INPUT FOR THIS TASK »
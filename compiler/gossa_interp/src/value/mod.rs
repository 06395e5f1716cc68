//! Runtime values.
//!
//! A [`Value`] is what one SSA register holds. Aggregates (structs,
//! arrays) are held by value and copied on assignment, as Go copies them.
//! Everything addressable lives in a heap cell and is reached through a
//! [`Pointer`]: a cell plus a projection path, so `&s.f` and `&a[i]` alias
//! the cell that holds `s` or `a`.
//!
//! Values carry no types. Instructions supply the static type when one is
//! needed; interfaces box their dynamic type next to the value.

mod key;

use std::fmt;
use std::sync::Arc;

use gossa_ast::{Builtin, Intrinsic};
use gossa_ir::ConstValue;
use gossa_ssa::FnId;
use gossa_types::{Idx, Pool, Tag};
use smallvec::SmallVec;

use crate::ops::{round_float, value_kind, wrap_signed, wrap_unsigned};

pub use key::MapKey;

macro_rules! handle {
    ($(#[$meta:meta])* $name:ident, $prefix:literal) => {
        $(#[$meta])*
        #[derive(Copy, Clone, PartialEq, Eq, Hash, PartialOrd, Ord)]
        pub struct $name(u32);

        impl $name {
            pub const fn new(raw: u32) -> Self {
                Self(raw)
            }

            pub const fn index(self) -> usize {
                self.0 as usize
            }
        }

        impl fmt::Debug for $name {
            fn fmt(&self, f: &mut fmt::Formatter<'_>) -> fmt::Result {
                write!(f, concat!($prefix, "{}"), self.0)
            }
        }
    };
}

handle!(
    /// A heap cell.
    CellId,
    "cell"
);
handle!(
    /// A map object in the heap.
    MapId,
    "map"
);
handle!(
    /// A channel in the scheduler's table.
    ChanId,
    "chan"
);
handle!(
    /// A range iterator in the heap.
    IterId,
    "iter"
);

/// Address of a storage location: a cell and a path of field or element
/// indices into the aggregate it holds.
#[derive(Clone, Debug, PartialEq, Eq, Hash)]
pub struct Pointer {
    pub cell: CellId,
    pub path: SmallVec<[u32; 4]>,
}

impl Pointer {
    pub fn to_cell(cell: CellId) -> Self {
        Pointer {
            cell,
            path: SmallVec::new(),
        }
    }

    /// Address of field or element `step` of the pointee.
    #[must_use]
    pub fn project(&self, step: u32) -> Pointer {
        let mut path = self.path.clone();
        path.push(step);
        Pointer {
            cell: self.cell,
            path,
        }
    }

    /// Synthetic address for printing; stable for a given location.
    pub fn address(&self) -> u64 {
        let offset: u64 = self.path.iter().map(|&s| u64::from(s) + 1).sum();
        0x00c0_0001_0000 + (self.cell.index() as u64) * 0x100 + offset * 8
    }
}

/// Synthetic address of a map object, for printing.
pub fn map_address(id: MapId) -> u64 {
    0x00c0_0008_0000 + id.index() as u64 * 0x30
}

/// Synthetic address of a channel, for printing.
pub fn chan_address(id: ChanId) -> u64 {
    0x00c0_000a_0000 + id.index() as u64 * 0x60
}

/// Printed address of every non-nil function value.
pub const FUNC_ADDRESS: u64 = 0x0047_b0e0;

/// A slice header. `array` points at the backing array (an `Array` value).
#[derive(Clone, Debug, PartialEq)]
pub struct SliceRef {
    pub array: Pointer,
    pub offset: usize,
    pub len: usize,
    pub cap: usize,
}

impl SliceRef {
    /// Address of element `i`, which must be below `cap`.
    pub fn elem(&self, i: usize) -> Pointer {
        self.array.project((self.offset + i) as u32)
    }
}

/// A value with its dynamic type, as held by an interface.
#[derive(Clone, Debug, PartialEq)]
pub struct Boxed {
    pub ty: Idx,
    pub value: Value,
}

/// Methods whose implementation the runtime provides.
#[derive(Copy, Clone, Debug, PartialEq, Eq)]
pub enum NativeMethod {
    /// `runtime.Error.Error`: the receiver is the message.
    RuntimeErrorError,
    /// `(*errors.errorString).Error`: field 0 of the pointee.
    ErrorStringError,
}

/// Something that can be called.
#[derive(Clone, Debug, PartialEq)]
pub enum Callable {
    /// Function code. `free` holds the captured cells of a closure; `recv`
    /// is prepended to the arguments of a bound method value.
    Code {
        func: FnId,
        free: Vec<Value>,
        recv: Option<Value>,
    },
    Native {
        method: NativeMethod,
        recv: Value,
    },
    Builtin(Builtin),
    Intrinsic(Intrinsic),
}

impl Callable {
    pub fn func(func: FnId) -> Self {
        Callable::Code {
            func,
            free: Vec::new(),
            recv: None,
        }
    }
}

#[derive(Clone, Debug, PartialEq)]
pub enum Value {
    /// Result of a call with no results.
    Void,
    Bool(bool),
    /// Every signed integer kind, already wrapped to its width.
    Int(i64),
    /// Every unsigned integer kind, already wrapped to its width.
    Uint(u64),
    /// `float32` values are kept rounded to single precision.
    Float(f64),
    Complex(f64, f64),
    /// Go strings are byte strings; they need not be valid UTF-8.
    Str(Arc<[u8]>),
    /// Nil pointer, slice, map, channel or function.
    Nil,
    Pointer(Pointer),
    Slice(SliceRef),
    Map(MapId),
    Chan(ChanId),
    Func(Arc<Callable>),
    /// `None` is the nil interface. A boxed nil pointer is not nil.
    Interface(Option<Box<Boxed>>),
    Struct(Vec<Value>),
    Array(Vec<Value>),
    /// Multiple results.
    Tuple(Vec<Value>),
    Iter(IterId),
    /// `reflect.Type`.
    ReflectType(Idx),
    /// `reflect.Value`; `None` is the invalid (zero) Value.
    ReflectValue(Option<Box<Boxed>>),
}

impl Value {
    pub fn str(s: &str) -> Value {
        Value::Str(Arc::from(s.as_bytes()))
    }

    pub fn bytes(b: &[u8]) -> Value {
        Value::Str(Arc::from(b))
    }

    /// Box `value` with dynamic type `ty`.
    pub fn boxed(ty: Idx, value: Value) -> Value {
        Value::Interface(Some(Box::new(Boxed { ty, value })))
    }

    /// Integer payload, reinterpreting unsigned values.
    pub fn as_i64(&self) -> Option<i64> {
        match *self {
            Value::Int(i) => Some(i),
            Value::Uint(u) => Some(u as i64),
            _ => None,
        }
    }

    pub fn as_bool(&self) -> Option<bool> {
        match *self {
            Value::Bool(b) => Some(b),
            _ => None,
        }
    }

    pub fn as_bytes(&self) -> Option<&[u8]> {
        match self {
            Value::Str(s) => Some(s),
            _ => None,
        }
    }

    /// The string payload, with invalid UTF-8 replaced.
    pub fn to_str_lossy(&self) -> Option<String> {
        self.as_bytes()
            .map(|b| String::from_utf8_lossy(b).into_owned())
    }

    /// Whether this is a nil pointer, slice, map, channel, function or
    /// interface.
    pub fn is_nil(&self) -> bool {
        matches!(self, Value::Nil | Value::Interface(None))
    }
}

/// The zero value of `ty`.
pub fn zero(pool: &Pool, ty: Idx) -> Value {
    if pool.tag(ty) == Tag::Tuple {
        return Value::Tuple(pool.tuple_elems(ty).into_iter().map(|t| zero(pool, t)).collect());
    }
    let tag = value_kind(pool, ty);
    match tag {
        Tag::Bool => Value::Bool(false),
        t if t.is_unsigned() => Value::Uint(0),
        t if t.is_integer() => Value::Int(0),
        t if t.is_float() => Value::Float(0.0),
        t if t.is_complex() => Value::Complex(0.0, 0.0),
        Tag::String => Value::Str(Arc::from(&b""[..])),
        Tag::Struct => Value::Struct(
            pool.fields(ty)
                .into_iter()
                .map(|f| zero(pool, f.ty))
                .collect(),
        ),
        Tag::Array => {
            let elem = zero(pool, pool.elem(ty));
            Value::Array(vec![elem; pool.array_len(ty) as usize])
        }
        Tag::Interface => Value::Interface(None),
        _ => Value::Nil,
    }
}

/// Materialize constant `c` at type `ty`. `Nil` stands for the zero value;
/// constants of interface type are boxed at their default type.
pub fn from_const(pool: &Pool, ty: Idx, c: &ConstValue) -> Value {
    if matches!(c, ConstValue::Nil) {
        return zero(pool, ty);
    }
    let tag = value_kind(pool, ty);
    if tag == Tag::Interface {
        let dyn_ty = match c {
            ConstValue::Bool(_) => Idx::BOOL,
            ConstValue::Int(_) => Idx::INT,
            ConstValue::Float(_) => Idx::FLOAT64,
            ConstValue::Complex(..) => Idx::COMPLEX128,
            ConstValue::Str(_) | ConstValue::Nil => Idx::STRING,
        };
        return Value::boxed(dyn_ty, from_const(pool, dyn_ty, c));
    }
    match *c {
        ConstValue::Bool(b) => Value::Bool(b),
        ConstValue::Int(i) => match tag {
            t if t.is_unsigned() => Value::Uint(wrap_unsigned(t, i as u64)),
            t if t.is_float() => Value::Float(round_float(t, i as f64)),
            t if t.is_complex() => Value::Complex(round_float(t, i as f64), 0.0),
            t => Value::Int(wrap_signed(t, i as i64)),
        },
        ConstValue::Float(f) => match tag {
            t if t.is_unsigned() => Value::Uint(wrap_unsigned(t, f as u64)),
            t if t.is_integer() => Value::Int(wrap_signed(t, f as i64)),
            t if t.is_complex() => Value::Complex(round_float(t, f), 0.0),
            t => Value::Float(round_float(t, f)),
        },
        ConstValue::Complex(re, im) => match tag {
            t if t.is_float() => Value::Float(round_float(t, re)),
            t => Value::Complex(round_float(t, re), round_float(t, im)),
        },
        ConstValue::Str(ref s) => Value::str(s),
        ConstValue::Nil => Value::Nil,
    }
}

TASK STATEMENT »
Copy out all lines above holding "recv".

ANSWER TO THIS TASK »
    /// Function code. `free` holds the captured cells of a closure; `recv`
        recv: Option<Value>,
        recv: Value,
            recv: None,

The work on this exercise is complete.